● Task
Would you return, word for word, the lines of the data below from the line with "filename src/service/live.rs" through the line with "that never publishes.", and no others?
··· Data to use ···
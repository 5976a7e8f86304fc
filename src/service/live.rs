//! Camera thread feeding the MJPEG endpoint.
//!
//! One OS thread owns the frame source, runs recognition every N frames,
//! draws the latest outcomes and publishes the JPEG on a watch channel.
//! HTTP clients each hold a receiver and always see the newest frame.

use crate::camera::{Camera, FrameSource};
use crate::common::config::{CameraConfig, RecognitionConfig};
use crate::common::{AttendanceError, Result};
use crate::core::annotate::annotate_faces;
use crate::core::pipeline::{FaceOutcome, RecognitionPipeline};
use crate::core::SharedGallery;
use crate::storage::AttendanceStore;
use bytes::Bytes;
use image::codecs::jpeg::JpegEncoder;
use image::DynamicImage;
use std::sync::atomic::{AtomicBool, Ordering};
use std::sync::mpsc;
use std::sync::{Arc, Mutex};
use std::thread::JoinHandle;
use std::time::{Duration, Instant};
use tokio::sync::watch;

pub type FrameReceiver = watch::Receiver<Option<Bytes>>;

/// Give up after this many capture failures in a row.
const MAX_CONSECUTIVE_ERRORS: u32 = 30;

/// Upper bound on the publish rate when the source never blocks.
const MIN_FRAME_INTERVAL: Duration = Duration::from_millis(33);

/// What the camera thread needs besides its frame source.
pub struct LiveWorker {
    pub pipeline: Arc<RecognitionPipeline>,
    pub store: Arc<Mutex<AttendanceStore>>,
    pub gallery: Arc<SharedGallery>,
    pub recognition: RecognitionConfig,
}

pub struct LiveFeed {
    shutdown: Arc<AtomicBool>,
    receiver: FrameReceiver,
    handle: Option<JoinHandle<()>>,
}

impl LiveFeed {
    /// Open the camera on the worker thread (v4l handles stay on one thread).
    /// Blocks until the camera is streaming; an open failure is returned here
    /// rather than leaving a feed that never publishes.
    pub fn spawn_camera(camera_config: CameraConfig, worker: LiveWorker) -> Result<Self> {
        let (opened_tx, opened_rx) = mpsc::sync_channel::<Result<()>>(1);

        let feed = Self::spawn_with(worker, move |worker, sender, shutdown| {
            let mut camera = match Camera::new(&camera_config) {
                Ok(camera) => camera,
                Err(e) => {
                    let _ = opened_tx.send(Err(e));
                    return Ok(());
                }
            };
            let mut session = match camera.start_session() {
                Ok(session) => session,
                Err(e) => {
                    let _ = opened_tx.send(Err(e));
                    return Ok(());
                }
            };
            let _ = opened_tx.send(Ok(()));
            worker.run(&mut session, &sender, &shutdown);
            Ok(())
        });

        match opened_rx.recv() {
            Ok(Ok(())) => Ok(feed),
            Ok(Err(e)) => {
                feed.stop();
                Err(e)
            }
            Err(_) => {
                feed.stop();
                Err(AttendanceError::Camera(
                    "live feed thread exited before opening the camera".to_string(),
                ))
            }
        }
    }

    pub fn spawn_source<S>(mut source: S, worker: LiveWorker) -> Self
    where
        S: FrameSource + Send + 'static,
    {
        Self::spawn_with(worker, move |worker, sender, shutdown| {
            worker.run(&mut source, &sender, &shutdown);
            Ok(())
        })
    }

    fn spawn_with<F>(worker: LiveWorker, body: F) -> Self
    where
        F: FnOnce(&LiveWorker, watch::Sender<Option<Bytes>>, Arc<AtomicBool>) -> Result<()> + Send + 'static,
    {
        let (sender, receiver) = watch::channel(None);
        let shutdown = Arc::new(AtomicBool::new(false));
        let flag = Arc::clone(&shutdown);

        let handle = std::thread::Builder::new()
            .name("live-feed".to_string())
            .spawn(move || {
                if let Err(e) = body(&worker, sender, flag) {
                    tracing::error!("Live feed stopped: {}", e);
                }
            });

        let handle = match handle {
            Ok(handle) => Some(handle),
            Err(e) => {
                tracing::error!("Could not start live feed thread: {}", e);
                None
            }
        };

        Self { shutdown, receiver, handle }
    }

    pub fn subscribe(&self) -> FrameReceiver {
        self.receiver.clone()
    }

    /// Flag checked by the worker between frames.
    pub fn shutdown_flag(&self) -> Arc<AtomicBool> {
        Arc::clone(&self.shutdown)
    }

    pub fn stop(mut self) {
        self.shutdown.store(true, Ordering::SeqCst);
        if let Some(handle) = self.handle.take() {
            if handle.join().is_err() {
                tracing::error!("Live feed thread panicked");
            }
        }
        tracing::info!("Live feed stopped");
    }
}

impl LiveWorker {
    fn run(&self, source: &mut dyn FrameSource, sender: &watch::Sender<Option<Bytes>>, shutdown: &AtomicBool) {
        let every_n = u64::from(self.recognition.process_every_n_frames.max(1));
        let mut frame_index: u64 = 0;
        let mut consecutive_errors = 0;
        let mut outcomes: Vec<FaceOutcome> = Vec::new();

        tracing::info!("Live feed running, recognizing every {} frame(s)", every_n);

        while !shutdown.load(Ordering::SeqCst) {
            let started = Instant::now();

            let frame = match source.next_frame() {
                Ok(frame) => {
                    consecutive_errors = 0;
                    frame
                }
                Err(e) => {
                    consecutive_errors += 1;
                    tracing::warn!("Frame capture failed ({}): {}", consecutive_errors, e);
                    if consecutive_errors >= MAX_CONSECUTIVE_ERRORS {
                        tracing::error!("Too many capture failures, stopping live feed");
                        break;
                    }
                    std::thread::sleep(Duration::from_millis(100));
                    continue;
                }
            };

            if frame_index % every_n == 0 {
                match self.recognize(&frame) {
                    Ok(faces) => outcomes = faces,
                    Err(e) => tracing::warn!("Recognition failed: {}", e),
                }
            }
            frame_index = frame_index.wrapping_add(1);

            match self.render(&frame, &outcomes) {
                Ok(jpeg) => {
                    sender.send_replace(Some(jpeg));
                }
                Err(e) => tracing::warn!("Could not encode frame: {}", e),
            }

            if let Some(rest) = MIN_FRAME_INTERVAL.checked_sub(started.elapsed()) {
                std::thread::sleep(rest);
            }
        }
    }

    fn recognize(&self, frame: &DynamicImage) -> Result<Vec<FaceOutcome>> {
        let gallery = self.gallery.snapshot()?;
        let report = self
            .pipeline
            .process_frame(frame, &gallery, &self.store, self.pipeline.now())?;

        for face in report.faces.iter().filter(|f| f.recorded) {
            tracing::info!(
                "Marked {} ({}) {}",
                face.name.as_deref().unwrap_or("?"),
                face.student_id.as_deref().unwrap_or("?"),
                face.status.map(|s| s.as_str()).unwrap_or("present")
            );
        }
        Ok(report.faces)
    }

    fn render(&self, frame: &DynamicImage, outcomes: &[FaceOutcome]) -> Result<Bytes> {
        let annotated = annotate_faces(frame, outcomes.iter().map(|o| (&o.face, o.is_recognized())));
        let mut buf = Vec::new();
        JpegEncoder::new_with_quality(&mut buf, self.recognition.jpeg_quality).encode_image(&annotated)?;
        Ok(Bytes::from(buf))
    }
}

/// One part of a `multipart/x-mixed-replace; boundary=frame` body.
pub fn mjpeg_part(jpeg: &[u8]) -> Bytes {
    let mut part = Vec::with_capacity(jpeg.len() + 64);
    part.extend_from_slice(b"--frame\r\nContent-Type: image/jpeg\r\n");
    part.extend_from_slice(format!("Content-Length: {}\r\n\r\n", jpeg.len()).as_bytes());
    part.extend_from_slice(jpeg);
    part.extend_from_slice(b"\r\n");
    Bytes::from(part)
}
···
··· Data to use ···
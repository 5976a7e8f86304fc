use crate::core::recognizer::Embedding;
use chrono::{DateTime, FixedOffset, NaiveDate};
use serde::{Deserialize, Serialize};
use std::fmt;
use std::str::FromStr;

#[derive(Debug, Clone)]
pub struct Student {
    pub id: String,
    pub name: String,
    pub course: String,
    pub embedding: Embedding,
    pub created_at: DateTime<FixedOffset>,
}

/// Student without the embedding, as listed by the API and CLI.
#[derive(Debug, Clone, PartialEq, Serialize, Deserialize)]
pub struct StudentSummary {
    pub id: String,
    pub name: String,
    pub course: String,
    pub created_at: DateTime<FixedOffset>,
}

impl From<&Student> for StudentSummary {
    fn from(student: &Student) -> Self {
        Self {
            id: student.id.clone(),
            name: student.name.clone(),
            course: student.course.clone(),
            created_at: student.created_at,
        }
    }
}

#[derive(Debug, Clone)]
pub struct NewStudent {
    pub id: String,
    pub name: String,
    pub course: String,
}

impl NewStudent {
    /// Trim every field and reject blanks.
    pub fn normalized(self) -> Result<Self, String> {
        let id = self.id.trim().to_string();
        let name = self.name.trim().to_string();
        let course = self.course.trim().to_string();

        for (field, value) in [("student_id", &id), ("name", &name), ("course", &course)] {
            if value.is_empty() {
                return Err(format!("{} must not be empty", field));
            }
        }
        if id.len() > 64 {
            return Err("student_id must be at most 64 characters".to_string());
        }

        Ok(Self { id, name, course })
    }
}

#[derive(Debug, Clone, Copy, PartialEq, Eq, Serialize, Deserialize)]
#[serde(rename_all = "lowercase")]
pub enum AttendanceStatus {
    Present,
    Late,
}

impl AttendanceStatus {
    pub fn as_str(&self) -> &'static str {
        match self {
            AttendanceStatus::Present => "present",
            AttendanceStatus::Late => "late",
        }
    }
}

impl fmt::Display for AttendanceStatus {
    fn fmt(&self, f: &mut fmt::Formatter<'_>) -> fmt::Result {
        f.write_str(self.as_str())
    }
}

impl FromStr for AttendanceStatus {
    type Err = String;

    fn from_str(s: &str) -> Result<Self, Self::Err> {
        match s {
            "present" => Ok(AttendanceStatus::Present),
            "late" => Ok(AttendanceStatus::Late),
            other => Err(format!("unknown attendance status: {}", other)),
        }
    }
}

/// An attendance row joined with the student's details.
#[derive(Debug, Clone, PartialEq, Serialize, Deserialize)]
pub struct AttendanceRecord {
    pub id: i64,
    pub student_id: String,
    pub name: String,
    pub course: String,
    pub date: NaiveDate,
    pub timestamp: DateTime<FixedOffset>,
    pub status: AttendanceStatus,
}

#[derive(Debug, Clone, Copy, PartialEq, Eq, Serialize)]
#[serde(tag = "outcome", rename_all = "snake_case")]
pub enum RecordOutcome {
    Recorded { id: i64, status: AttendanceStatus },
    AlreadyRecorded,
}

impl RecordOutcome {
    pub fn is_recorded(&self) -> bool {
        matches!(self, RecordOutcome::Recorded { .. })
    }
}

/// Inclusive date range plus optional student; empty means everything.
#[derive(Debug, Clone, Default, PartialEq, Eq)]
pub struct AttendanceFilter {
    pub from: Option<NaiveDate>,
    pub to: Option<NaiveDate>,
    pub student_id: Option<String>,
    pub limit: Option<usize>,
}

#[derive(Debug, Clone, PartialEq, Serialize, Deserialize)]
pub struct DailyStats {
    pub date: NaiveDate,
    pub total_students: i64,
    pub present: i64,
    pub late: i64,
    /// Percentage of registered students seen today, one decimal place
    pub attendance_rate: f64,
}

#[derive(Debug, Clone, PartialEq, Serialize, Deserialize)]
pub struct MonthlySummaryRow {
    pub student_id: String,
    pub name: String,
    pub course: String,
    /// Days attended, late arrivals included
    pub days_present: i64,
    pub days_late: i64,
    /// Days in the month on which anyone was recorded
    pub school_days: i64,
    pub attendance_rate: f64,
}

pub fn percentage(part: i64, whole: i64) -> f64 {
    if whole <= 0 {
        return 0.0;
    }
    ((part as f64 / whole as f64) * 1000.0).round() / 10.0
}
···
● Written solution
filename src/service/live.rs
//! Camera thread feeding the MJPEG endpoint.
//!
//! One OS thread owns the frame source, runs recognition every N frames,
//! draws the latest outcomes and publishes the JPEG on a watch channel.
//! HTTP clients each hold a receiver and always see the newest frame.

use crate::camera::{Camera, FrameSource};
use crate::common::config::{CameraConfig, RecognitionConfig};
use crate::common::{AttendanceError, Result};
use crate::core::annotate::annotate_faces;
use crate::core::pipeline::{FaceOutcome, RecognitionPipeline};
use crate::core::SharedGallery;
use crate::storage::AttendanceStore;
use bytes::Bytes;
use image::codecs::jpeg::JpegEncoder;
use image::DynamicImage;
use std::sync::atomic::{AtomicBool, Ordering};
use std::sync::mpsc;
use std::sync::{Arc, Mutex};
use std::thread::JoinHandle;
use std::time::{Duration, Instant};
use tokio::sync::watch;

pub type FrameReceiver = watch::Receiver<Option<Bytes>>;

/// Give up after this many capture failures in a row.
const MAX_CONSECUTIVE_ERRORS: u32 = 30;

/// Upper bound on the publish rate when the source never blocks.
const MIN_FRAME_INTERVAL: Duration = Duration::from_millis(33);

/// What the camera thread needs besides its frame source.
pub struct LiveWorker {
    pub pipeline: Arc<RecognitionPipeline>,
    pub store: Arc<Mutex<AttendanceStore>>,
    pub gallery: Arc<SharedGallery>,
    pub recognition: RecognitionConfig,
}

pub struct LiveFeed {
    shutdown: Arc<AtomicBool>,
    receiver: FrameReceiver,
    handle: Option<JoinHandle<()>>,
}

impl LiveFeed {
    /// Open the camera on the worker thread (v4l handles stay on one thread).
    /// Blocks until the camera is streaming; an open failure is returned here
    /// rather than leaving a feed that never publishes.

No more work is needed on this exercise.